The granting to Japanese subjects rights in commerce and trade and in the development of forest and mining wealth on the territory of the Far Eastern Republic equal to those of the citizens of the Far Eastern Republic.
2.
The consent of the Government of the Far Eastern Republic to the destruction of the war materials of the Far Eastern Republic which are within the territory of the Maritime Province.
3.
An agreement on the part of the Far Eastern Republic not to increase its fleet in the Vladivostok port.

The Delegates of the Far Eastern Republic stated that they were not opposed to a discussion of any new demands, that they were ready to consider the new Japanese proposals, but that, in any event, the question of the date of evacuation of Japanese troops must be [Page 852]definitely established. In reply to this declaration of the Delegation of the Far Eastern Republic, the Japanese delegates stated that they had received instructions from the Japanese Government to end the negotiations.

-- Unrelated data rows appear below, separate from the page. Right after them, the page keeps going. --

//! Dark/light theme preference.

use std::fmt;
use std::str::FromStr;

use serde::Serialize;
use tracing::debug;

use crate::config::DisplayConfig;
use crate::error::{Error, Result};
use crate::storage::{Storage, THEME_KEY};

#[derive(Debug, Clone, Copy, Default, PartialEq, Eq, Serialize)]
#[serde(rename_all = "snake_case")]
pub enum Theme {
    #[default]
    Dark,
    Light,
}

impl Theme {
    pub fn as_str(self) -> &'static str {
        match self {
            Theme::Dark => "dark",
            Theme::Light => "light",
        }
    }

    pub fn toggled(self) -> Self {
        match self {
            Theme::Dark => Theme::Light,
            Theme::Light => Theme::Dark,
        }
    }
}

impl fmt::Display for Theme {
    fn fmt(&self, f: &mut fmt::Formatter<'_>) -> fmt::Result {
        f.write_str(self.as_str())
    }
}

impl FromStr for Theme {
    type Err = Error;

    fn from_str(s: &str) -> Result<Self> {
        match s.trim().to_ascii_lowercase().as_str() {
            "dark" => Ok(Theme::Dark),
            "light" => Ok(Theme::Light),
            other => Err(Error::InvalidArgument(format!(
                "invalid theme '{other}' (expected dark|light)"
            ))),
        }
    }
}

/// Saved theme, else the configured or system preference.
pub fn load(storage: &Storage, display: &DisplayConfig) -> Theme {
    if let Some(theme) = storage
        .read_entry(THEME_KEY)
        .and_then(|raw| raw.parse::<Theme>().ok())
    {
        return theme;
    }
    let fallback = preferred(display, std::env::var("COLORFGBG").ok().as_deref());
    debug!(theme = %fallback, "no saved theme; using preference");
    fallback
}

pub fn save(storage: &Storage, theme: Theme) -> Result<()> {
    storage.write_entry(THEME_KEY, theme.as_str())
}

/// Flip the current theme and persist the result.
pub fn toggle(storage: &Storage, display: &DisplayConfig) -> Result<Theme> {
    let next = load(storage, display).toggled();
    save(storage, next)?;
    Ok(next)
}

fn preferred(display: &DisplayConfig, colorfgbg: Option<&str>) -> Theme {
    match display.theme.as_str() {
        "light" => Theme::Light,
        "dark" => Theme::Dark,
        _ => system_theme(colorfgbg),
    }
}

// COLORFGBG is "fg;bg" (sometimes "fg;extra;bg"); the last field is the
// background palette index.
fn system_theme(colorfgbg: Option<&str>) -> Theme {
    let background = colorfgbg
        .and_then(|value| value.rsplit(';').next())
        .and_then(|bg| bg.trim().parse::<u8>().ok());
    match background {
        Some(0..=6) | Some(8) => Theme::Dark,
        Some(_) => Theme::Light,
        None => Theme::Dark,
    }
}

#[cfg(test)]
mod tests {
    use super::*;
    use tempfile::TempDir;

    fn display(theme: &str) -> DisplayConfig {
        DisplayConfig {
            theme: theme.to_string(),
        }
    }

    #[test]
    fn system_theme_reads_background_index() {
        assert_eq!(system_theme(Some("15;0")), Theme::Dark);
        assert_eq!(system_theme(Some("0;15")), Theme::Light);
        assert_eq!(system_theme(Some("0;default;7")), Theme::Light);
        assert_eq!(system_theme(Some("garbage")), Theme::Dark);
        assert_eq!(system_theme(None), Theme::Dark);
    }

    #[test]
    fn configured_preference_overrides_system() {
        assert_eq!(preferred(&display("light"), Some("15;0")), Theme::Light);
        assert_eq!(preferred(&display("dark"), Some("0;15")), Theme::Dark);
        assert_eq!(preferred(&display("system"), Some("0;15")), Theme::Light);
    }

    #[test]
    fn saved_theme_wins_and_toggle_persists() {
        let temp = TempDir::new().unwrap();
        let storage = Storage::new(temp.path());
        let config = display("light");
        assert_eq!(load(&storage, &config), Theme::Light);

        save(&storage, Theme::Dark).unwrap();
        assert_eq!(load(&storage, &config), Theme::Dark);

        assert_eq!(toggle(&storage, &config).unwrap(), Theme::Light);
        assert_eq!(storage.read_entry(THEME_KEY).as_deref(), Some("light"));
    }

    #[test]
    fn malformed_entry_falls_back_to_preference() {
        let temp = TempDir::new().unwrap();
        let storage = Storage::new(temp.path());
        storage.write_entry(THEME_KEY, "sepia").unwrap();
        assert_eq!(load(&storage, &display("light")), Theme::Light);
    }
}
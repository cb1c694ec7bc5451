//! AssignMate CLI
//!
//! Track assignments and due dates from the terminal, with reminders
//! delivered as desktop notifications.

use assignmate::cli::Cli;
use assignmate::output::{emit_error, infer_command_name_from_args};
use clap::Parser;
use tracing_subscriber::{fmt, prelude::*, EnvFilter};

fn main() {
    let command = infer_command_name_from_args();
    let cli = Cli::parse();

    // RUST_LOG wins unless empty, oversized or unparsable; otherwise only
    // the watch daemon logs by default.
    let filter = std::env::var("RUST_LOG")
        .ok()
        .and_then(|raw| {
            let raw = raw.trim();
            if raw.is_empty() || raw.len() > 4096 {
                return None;
            }
            EnvFilter::try_new(raw).ok()
        })
        .unwrap_or_else(|| EnvFilter::new(cli.command.default_log_filter()));

    tracing_subscriber::registry()
        .with(fmt::layer().with_writer(std::io::stderr))
        .with(filter)
        .init();

    let json = cli.json;
    if let Err(err) = cli.run() {
        let _ = emit_error(&command, &err, json);
        std::process::exit(err.exit_code());
    }
}
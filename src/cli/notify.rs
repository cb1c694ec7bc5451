//! assignmate notify: permission state and test delivery.

use std::path::PathBuf;

use serde::Serialize;

use crate::config::Config;
use crate::error::Result;
use crate::notifier::{Notifier, Permission};
use crate::output::{emit, OutputOptions, Report};
use crate::storage::Storage;

pub struct NotifyOptions {
    pub data_dir: Option<PathBuf>,
    pub json: bool,
    pub quiet: bool,
}

#[derive(Serialize)]
struct NotifyOutput {
    permission: Permission,
    backend: &'static str,
    supported: bool,
    #[serde(skip_serializing_if = "Option::is_none")]
    delivered: Option<bool>,
}

fn load_notifier(data_dir: Option<PathBuf>) -> Result<Notifier> {
    let storage = Storage::resolve(data_dir)?;
    let config = Config::load_from_dir(storage.data_dir());
    Ok(Notifier::load(&storage, &config.notifications))
}

fn respond(
    options: &NotifyOptions,
    command: &str,
    header: &str,
    notifier: &Notifier,
    delivered: Option<bool>,
) -> Result<()> {
    let output = NotifyOutput {
        permission: notifier.permission(),
        backend: notifier.backend_name(),
        supported: notifier.is_supported(),
        delivered,
    };

    let mut report = Report::new(header);
    report.field("Permission", output.permission.to_string());
    report.field("Backend", output.backend);
    report.field("Supported", if output.supported { "yes" } else { "no" });
    if let Some(delivered) = delivered {
        report.field("Delivered", if delivered { "yes" } else { "no" });
    }
    match output.permission {
        Permission::Granted => {}
        Permission::Denied if !output.supported => {
            report.warn("this host cannot display notifications with the configured backend");
            report.suggest("set notifications.backend = \"terminal\" in config.toml");
        }
        _ => report.suggest("assignmate notify allow"),
    }

    emit(
        OutputOptions {
            json: options.json,
            quiet: options.quiet,
        },
        command,
        &output,
        &report,
    )
}

pub fn run_status(options: NotifyOptions) -> Result<()> {
    let notifier = load_notifier(options.data_dir.clone())?;
    respond(&options, "notify status", "Notifications", &notifier, None)
}

pub fn run_allow(options: NotifyOptions) -> Result<()> {
    let mut notifier = load_notifier(options.data_dir.clone())?;
    let decision = notifier.request_permission()?;
    let header = if decision == Permission::Granted {
        "Notifications enabled"
    } else {
        "Notifications unavailable"
    };
    respond(&options, "notify allow", header, &notifier, None)
}

pub fn run_deny(options: NotifyOptions) -> Result<()> {
    let mut notifier = load_notifier(options.data_dir.clone())?;
    notifier.deny()?;
    respond(&options, "notify deny", "Notifications disabled", &notifier, None)
}

pub fn run_test(options: NotifyOptions) -> Result<()> {
    let notifier = load_notifier(options.data_dir.clone())?;
    let delivered = notifier.send("AssignMate", "Notifications are working.");
    respond(&options, "notify test", "Test notification", &notifier, Some(delivered))
}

Wishing to effect a speedy settlement of the difficult situation created on the territory of the Russian Far East in connection with the presence and actions of Japanese troops, the Government of the Far Eastern Republic in its negotiations with the Japanese did everything possible in order to bring to a satisfactory conclusion the long drawn out Dairen conference, but this proved to be impossible. The Japanese did not abandon their intentions to dominate the territory of the Russian Far East under one pretext or another.

In accordance with recent official reports the Japanese are bringing in new troops and are occupying points in the Maritime Province which had already been evacuated by them and which are outside their zone of occupation. The Japanese are working incessantly in erecting fortifications along the coastline of the Russian Far East.

In view of the above mentioned circumstances the Special Delegation of the Far Eastern Republic to the United States is compelled once more to call the attention of the Government of the United States to the grave situation on the territory of the Russian Far East. The Japanese Government is not only not fulfilling the obligations assumed at the Washington Conference, but, on the contrary, is openly carrying out its old policy of domination on and seizure of the territory and sovereignty of the Russian population of the Far East.

The position assumed by the Government of the United States at the Washington Conference with reference to the Siberian problem gave the population of the Far Eastern Republic cause to hope for aid from the Government of the United States in assuring to the Russian people of the Far East the rights which are being violated by the Japanese Government.